Top of Excerpted records
//! Decode cache and metadata arena.
//!
//! Decoding the same instruction word twice must produce the same micro-op template,
//! so each architecture keeps:
//! 1. **Metadata arena:** [`MetadataArena`], an append-only store of
//!    [`InstructionMetadata`] addressed by [`MetadataId`]. Ids are indices and stay
//!    valid for the arena's lifetime however many records are added.
//! 2. **Decode cache:** [`DecodeCache`], mapping a raw instruction word to its
//!    decoded micro-op templates.
//! 3. **Id counter:** [`IdCounter`], the monotonic sequence and instruction ids.
//! 4. **Driver:** [`Decoder`], which combines the three for predecode.

use std::collections::HashMap;

use crate::common::error::InstructionException;
use crate::isa::MacroOp;
use crate::isa::group::{ExecutionInfoTable, InstructionFlags};
use crate::isa::instruction::{Instruction, Opcode};

/// Per-encoding information shared by every micro-op decoded from it.
#[derive(Clone, Debug, PartialEq, Eq)]
pub struct InstructionMetadata {
    /// Raw instruction word (compressed encodings are stored unexpanded).
    pub encoding: u32,
    /// Instruction length in bytes.
    pub length: u8,
    /// Mnemonic of the first micro-op.
    pub mnemonic: &'static str,
}

/// Stable handle to a metadata record.
#[derive(Clone, Copy, Debug, Default, PartialEq, Eq, Hash, PartialOrd, Ord)]
pub struct MetadataId(u32);

impl MetadataId {
    /// Position of the record in its arena.
    pub const fn index(self) -> usize {
        self.0 as usize
    }
}

/// Append-only metadata store.
#[derive(Clone, Debug, Default)]
pub struct MetadataArena {
    records: Vec<InstructionMetadata>,
}

impl MetadataArena {
    /// Adds a record and returns its id.
    pub fn insert(&mut self, record: InstructionMetadata) -> MetadataId {
        let id = MetadataId(self.records.len() as u32);
        self.records.push(record);
        id
    }

    /// Record behind `id`.
    ///
    /// # Panics
    ///
    /// Panics if `id` came from a different arena.
    pub fn get(&self, id: MetadataId) -> &InstructionMetadata {
        &self.records[id.index()]
    }

    /// Number of records.
    pub fn len(&self) -> usize {
        self.records.len()
    }

    /// Returns `true` if no record was added yet.
    pub fn is_empty(&self) -> bool {
        self.records.is_empty()
    }
}

/// Instruction word to decoded micro-op templates.
#[derive(Clone, Debug, Default)]
pub struct DecodeCache {
    templates: HashMap<u32, MacroOp>,
}

impl DecodeCache {
    /// Templates for `encoding`, if decoded before.
    pub fn get(&self, encoding: u32) -> Option<&MacroOp> {
        self.templates.get(&encoding)
    }

    /// Stores the templates for `encoding`.
    pub fn insert(&mut self, encoding: u32, templates: MacroOp) {
        let _ = self.templates.insert(encoding, templates);
    }

    /// Number of cached encodings.
    pub fn len(&self) -> usize {
        self.templates.len()
    }

    /// Returns `true` if nothing was decoded yet.
    pub fn is_empty(&self) -> bool {
        self.templates.is_empty()
    }
}

/// Monotonic id source owned by an architecture.
///
/// Every micro-op gets a fresh sequence id; all micro-ops of one macro-op share
/// an instruction id.
#[derive(Clone, Copy, Debug, Default, PartialEq, Eq)]
pub struct IdCounter {
    next_sequence_id: u64,
    next_instruction_id: u64,
}

impl IdCounter {
    /// Takes the next micro-op sequence id.
    pub fn next_sequence_id(&mut self) -> u64 {
        let id = self.next_sequence_id;
        self.next_sequence_id += 1;
        id
    }

    /// Takes the next macro-op instruction id.
    pub fn next_instruction_id(&mut self) -> u64 {
        let id = self.next_instruction_id;
        self.next_instruction_id += 1;
        id
    }
}

/// Cache-backed predecode driver shared by the architectures.
#[derive(Clone, Debug)]
pub struct Decoder {
    cache: DecodeCache,
    metadata: MetadataArena,
    execution_info: ExecutionInfoTable,
    ids: IdCounter,
    faults: HashMap<(u64, InstructionException), Instruction>,
}

impl Decoder {
    /// Creates a decoder resolving timing from `execution_info`.
    pub fn new(execution_info: ExecutionInfoTable) -> Self {
        Self {
            cache: DecodeCache::default(),
            metadata: MetadataArena::default(),
            execution_info,
            ids: IdCounter::default(),
            faults: HashMap::new(),
        }
    }

    /// Produces the macro-op for `encoding` at `address`.
    ///
    /// On a cache miss `decode` builds the templates, which are then bound to a new
    /// metadata record, given their execution info and cached. The returned micro-ops
    /// are clones of the cached templates with fresh ids.
    ///
    /// # Arguments
    ///
    /// * `encoding` - Raw instruction word, used as the cache key.
    /// * `length` - Instruction length in bytes.
    /// * `address` - Address of the instruction.
    /// * `decode` - Architecture decoder for a cache miss.
    pub fn macro_op(
        &mut self,
        encoding: u32,
        length: u8,
        address: u64,
        decode: impl FnOnce(u32) -> MacroOp,
    ) -> MacroOp {
        if self.cache.get(encoding).is_none() {
            let mut templates = decode(encoding);
            let mnemonic = templates
                .first()
                .map_or("unknown", |t| t.opcode().mnemonic());
            let id = self.metadata.insert(InstructionMetadata {
                encoding,
                length,
                mnemonic,
            });
            for template in &mut templates {
                template.bind_metadata(id);
                let info = self
                    .execution_info
                    .lookup(template.group(), template.opcode().id());
                template.set_execution_info(info);
            }
            self.cache.insert(encoding, templates);
        }

        let Some(templates) = self.cache.get(encoding) else {
            return MacroOp::new();
        };
        let instruction_id = self.ids.next_instruction_id();
        let count = templates.len();
        templates
            .iter()
            .enumerate()
            .map(|(index, template)| {
                let mut uop = template.clone();
                uop.assign_identity(
                    address,
                    length,
                    self.ids.next_sequence_id(),
                    instruction_id,
                    index,
                    count,
                );
                uop
            })
            .collect()
    }

    /// Produces a single micro-op carrying a decode-time exception.
    ///
    /// The faulting template is cached per address and exception, so refetching
    /// the same bad PC reuses its metadata record.
    pub fn faulted(
        &mut self,
        opcode: Opcode,
        length: u8,
        address: u64,
        exception: InstructionException,
    ) -> MacroOp {
        let metadata = &mut self.metadata;
        let template = self.faults.entry((address, exception)).or_insert_with(|| {
            let id = metadata.insert(InstructionMetadata {
                encoding: 0,
                length,
                mnemonic: opcode.mnemonic(),
            });
            let mut uop = Instruction::new(opcode, InstructionFlags::default());
            uop.bind_metadata(id);
            uop.raise(exception);
            uop
        });
        let mut uop = template.clone();
        let instruction_id = self.ids.next_instruction_id();
        uop.assign_identity(address, length, self.ids.next_sequence_id(), instruction_id, 0, 1);
        vec![uop]
    }

    /// Metadata record behind `id`.
    pub fn metadata(&self, id: MetadataId) -> &InstructionMetadata {
        self.metadata.get(id)
    }

    /// Number of cached encodings.
    pub fn cache_len(&self) -> usize {
        self.cache.len()
    }
}

#[cfg(test)]
mod tests {
    use super::*;
    use crate::isa::riscv;

    #[test]
    fn refetched_fault_reuses_its_metadata() {
        let mut decoder = Decoder::new(ExecutionInfoTable::new(&[], &[]));
        let opcode = Opcode::Riscv(riscv::Opcode::Unallocated);
        let first = decoder.faulted(opcode, 1, 0x1001, InstructionException::MisalignedPc);
        let second = decoder.faulted(opcode, 1, 0x1001, InstructionException::MisalignedPc);
        assert_eq!(decoder.metadata.len(), 1);
        assert_eq!(first[0].metadata_id(), second[0].metadata_id());
        assert!(second[0].sequence_id() > first[0].sequence_id());
        assert_eq!(second[0].exception(), Some(InstructionException::MisalignedPc));

        let _ = decoder.faulted(opcode, 1, 0x1003, InstructionException::MisalignedPc);
        assert_eq!(decoder.metadata.len(), 2);
    }
}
Bottom of Excerpted records
* **What you have to do**
The exact lines of the material above starting at the one that contains "pub fn next_instruction_id(&mut" and ending at the one that contains "bound to a new" are what to retype; leave out everything else.

* **Answer below**
    pub fn next_instruction_id(&mut self) -> u64 {
        let id = self.next_instruction_id;
        self.next_instruction_id += 1;
        id
    }
}

/// Cache-backed predecode driver shared by the architectures.
#[derive(Clone, Debug)]
pub struct Decoder {
    cache: DecodeCache,
    metadata: MetadataArena,
    execution_info: ExecutionInfoTable,
    ids: IdCounter,
    faults: HashMap<(u64, InstructionException), Instruction>,
}

impl Decoder {
    /// Creates a decoder resolving timing from `execution_info`.
    pub fn new(execution_info: ExecutionInfoTable) -> Self {
        Self {
            cache: DecodeCache::default(),
            metadata: MetadataArena::default(),
            execution_info,
            ids: IdCounter::default(),
            faults: HashMap::new(),
        }
    }

    /// Produces the macro-op for `encoding` at `address`.
    ///
    /// On a cache miss `decode` builds the templates, which are then bound to a new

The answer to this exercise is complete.